Could you return every line of the material that contains the word "NodeKey"?

══════════

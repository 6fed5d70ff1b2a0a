use std::fmt;
use std::sync::Arc;

use serde_json::Value as JsonValue;

use super::{ListView, ObjectView};
use crate::types::{ChunkId, FieldKey, NodeKey};

/// Merged state of one (node, field) across every contributing chunk.
///
/// The kind is decided by the raw data the chunks hold, never by the
/// selection being read.
#[derive(Clone, Debug)]
pub enum AggregateValue<'f> {
    /// Leaf value from the most recent defining chunk.
    Scalar(&'f JsonValue),
    /// Composite object, possibly merged from several path-scoped records.
    Object(ObjectView<'f>),
    /// Composite list aggregated per index.
    CompositeList(ListView<'f>),
    /// Composite field written as `null` by the most recent defining chunk.
    CompositeNull,
    /// Selected, but no chunk ever wrote the field.
    CompositeUndefined(Provenance),
}

impl AggregateValue<'_> {
    /// Short name of the kind, for logs and assertions.
    pub fn kind(&self) -> &'static str {
        match self {
            AggregateValue::Scalar(_) => "scalar",
            AggregateValue::Object(_) => "object",
            AggregateValue::CompositeList(_) => "list",
            AggregateValue::CompositeNull => "null",
            AggregateValue::CompositeUndefined(_) => "undefined",
        }
    }

    /// Returns `true` for [`AggregateValue::CompositeUndefined`].
    pub fn is_undefined(&self) -> bool {
        matches!(self, AggregateValue::CompositeUndefined(_))
    }
}

/// Where an undefined field was looked for.
#[derive(Clone, Debug, PartialEq, Eq)]
pub struct Provenance {
    /// Node the field was read from.
    pub node: NodeKey,
    /// Store key of the missing field.
    pub field: FieldKey,
    /// Chunks consulted, oldest first.
    pub chunks: Vec<ChunkId>,
    /// Names of the operations that wrote those chunks, deduplicated.
    pub operations: Vec<Arc<str>>,
}

impl fmt::Display for Provenance {
    fn fmt(&self, f: &mut fmt::Formatter<'_>) -> fmt::Result {
        write!(f, "{}.{}", self.node, self.field)?;
        if self.chunks.is_empty() {
            return f.write_str(" (no chunk holds the node)");
        }
        write!(f, " (not written by {} chunk", self.chunks.len())?;
        if self.chunks.len() != 1 {
            f.write_str("s")?;
        }
        f.write_str(" from ")?;
        for (idx, name) in self.operations.iter().enumerate() {
            if idx > 0 {
                f.write_str(", ")?;
            }
            f.write_str(name)?;
        }
        f.write_str(")")
    }
}
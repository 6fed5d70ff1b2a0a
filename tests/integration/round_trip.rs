#![allow(missing_docs)]

use std::sync::Arc;

use forest_cache::document::{ArgValue, Directive, Document, DocumentBuilder, FieldBuilder, SelectionSetBuilder};
use forest_cache::{CacheOptions, ForestCache, OperationRequest, PossibleTypes, Result};
use serde_json::json;

fn chat_document() -> Arc<Document> {
    DocumentBuilder::query("ChatView")
        .variable("chatId")
        .variable_with_default("first", json!(2))
        .select(SelectionSetBuilder::new().field_with(
            FieldBuilder::new("chat")
                .arg("id", ArgValue::var("chatId"))
                .typed("Chat")
                .select(
                    SelectionSetBuilder::new()
                        .field("__typename")
                        .field("id")
                        .field("title")
                        .field("tags")
                        .field_with(
                            FieldBuilder::new("messages")
                                .arg("first", ArgValue::var("first"))
                                .typed("Message")
                                .select(
                                    SelectionSetBuilder::new()
                                        .field("id")
                                        .field("text")
                                        .field_with(
                                            FieldBuilder::new("author").typed("User").select(
                                                SelectionSetBuilder::new().field("id").field("name"),
                                            ),
                                        ),
                                ),
                        ),
                ),
        ))
        .build()
}

fn chat_request(chat_id: &str) -> OperationRequest {
    OperationRequest::new(chat_document()).variables(json!({ "chatId": chat_id }))
}

#[test]
fn written_results_read_back_unchanged() -> Result<()> {
    let mut cache = ForestCache::new(CacheOptions::new(16))?;
    let result = json!({
        "chat": {
            "__typename": "Chat",
            "id": "c1",
            "title": "General",
            "tags": ["pinned", "team"],
            "messages": [
                {"id": "m1", "text": "hi", "author": {"id": "u1", "name": "Ann"}},
                {"id": "m2", "text": "hey", "author": null}
            ]
        }
    });
    let report = cache.write(chat_request("c1"), &result)?;
    assert!(report.cached);
    assert!(report.complete);
    assert_eq!(report.nodes_written, 5);

    let read = cache.read(chat_request("c1"))?;
    assert!(read.complete);
    assert!(read.missing.is_empty());
    assert_eq!(read.data, result);
    Ok(())
}

#[test]
fn typename_is_answered_without_being_written() -> Result<()> {
    let mut cache = ForestCache::new(CacheOptions::new(16))?;
    let result = json!({
        "chat": {"id": "c1", "title": null, "tags": [], "messages": []}
    });
    let report = cache.write(chat_request("c1"), &result)?;
    assert!(report.complete);

    let read = cache.read(chat_request("c1"))?;
    assert!(read.complete);
    assert_eq!(read.data["chat"]["__typename"], json!("Chat"));
    assert_eq!(read.data["chat"]["title"], json!(null));
    assert_eq!(read.data["chat"]["messages"], json!([]));
    Ok(())
}

#[test]
fn different_variables_are_separate_operations() -> Result<()> {
    let mut cache = ForestCache::new(CacheOptions::new(16))?;
    let first = cache.write(
        chat_request("c1"),
        &json!({"chat": {"id": "c1", "title": "One", "tags": [], "messages": []}}),
    )?;
    let second = cache.write(
        chat_request("c2"),
        &json!({"chat": {"id": "c2", "title": "Two", "tags": [], "messages": []}}),
    )?;
    assert_ne!(first.operation, second.operation);
    assert_eq!(cache.stats().retained_operations, 2);

    assert_eq!(cache.read(chat_request("c1"))?.data["chat"]["title"], json!("One"));
    assert_eq!(cache.read(chat_request("c2"))?.data["chat"]["title"], json!("Two"));
    Ok(())
}

#[test]
fn aliases_keep_argument_variants_apart() -> Result<()> {
    let doc = DocumentBuilder::query("Feeds")
        .select(
            SelectionSetBuilder::new()
                .field_with(
                    FieldBuilder::new("feed")
                        .alias("latest")
                        .arg("first", 1i64)
                        .typed("Post")
                        .select(SelectionSetBuilder::new().field("id")),
                )
                .field_with(
                    FieldBuilder::new("feed")
                        .alias("page")
                        .arg("first", 3i64)
                        .typed("Post")
                        .select(SelectionSetBuilder::new().field("id")),
                ),
        )
        .build();
    let mut cache = ForestCache::new(CacheOptions::new(16))?;
    let result = json!({
        "latest": [{"id": "p3"}],
        "page": [{"id": "p3"}, {"id": "p2"}, {"id": "p1"}]
    });
    cache.write(OperationRequest::new(doc.clone()), &result)?;

    let read = cache.read(OperationRequest::new(doc))?;
    assert!(read.complete);
    assert_eq!(read.data, result);
    Ok(())
}

#[test]
fn skipped_fields_are_neither_written_nor_required() -> Result<()> {
    let doc = DocumentBuilder::query("Profile")
        .variable("brief")
        .select(SelectionSetBuilder::new().field_with(
            FieldBuilder::new("viewer").typed("User").select(
                SelectionSetBuilder::new().field("id").field_with(
                    FieldBuilder::new("bio")
                        .directive(Directive::skip(ArgValue::var("brief"))),
                ),
            ),
        ))
        .build();
    let brief = || OperationRequest::new(doc.clone()).variables(json!({"brief": true}));
    let full = || OperationRequest::new(doc.clone()).variables(json!({"brief": false}));

    let mut cache = ForestCache::new(CacheOptions::new(16))?;
    let report = cache.write(brief(), &json!({"viewer": {"id": "u1"}}))?;
    assert!(report.complete);
    let read = cache.read(brief())?;
    assert!(read.complete);
    assert_eq!(read.data, json!({"viewer": {"id": "u1"}}));

    // The same entity read with the field included reports it missing.
    let read = cache.read(full())?;
    assert!(!read.complete);
    assert_eq!(read.missing.len(), 1);
    assert_eq!(read.missing[0].to_string(), "viewer.bio");
    Ok(())
}

#[test]
fn abstract_fragments_match_through_possible_types() -> Result<()> {
    let doc = DocumentBuilder::query("NodeById")
        .select(SelectionSetBuilder::new().field_with(
            FieldBuilder::new("node").typed("Node").select(
                SelectionSetBuilder::new()
                    .field("__typename")
                    .inline_fragment(Some("Node"), SelectionSetBuilder::new().field("id"))
                    .inline_fragment(Some("User"), SelectionSetBuilder::new().field("name"))
                    .inline_fragment(Some("Bot"), SelectionSetBuilder::new().field("model")),
            ),
        ))
        .build();
    let mut possible_types = PossibleTypes::new();
    possible_types.insert("Node", ["User", "Bot"]);
    let mut cache = ForestCache::new(CacheOptions::new(16).possible_types(possible_types))?;

    let result = json!({"node": {"__typename": "User", "id": "u1", "name": "Ann"}});
    let report = cache.write(OperationRequest::new(doc.clone()), &result)?;
    assert!(report.complete);

    let read = cache.read(OperationRequest::new(doc))?;
    assert!(read.complete);
    assert_eq!(read.data, result);
    assert!(cache
        .forest()
        .contains(&forest_cache::NodeKey::entity("User", "u1")));
    Ok(())
}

══════════

# RESPONSE
use crate::types::{ChunkId, FieldKey, NodeKey};
    pub node: NodeKey,
        .contains(&forest_cache::NodeKey::entity("User", "u1")));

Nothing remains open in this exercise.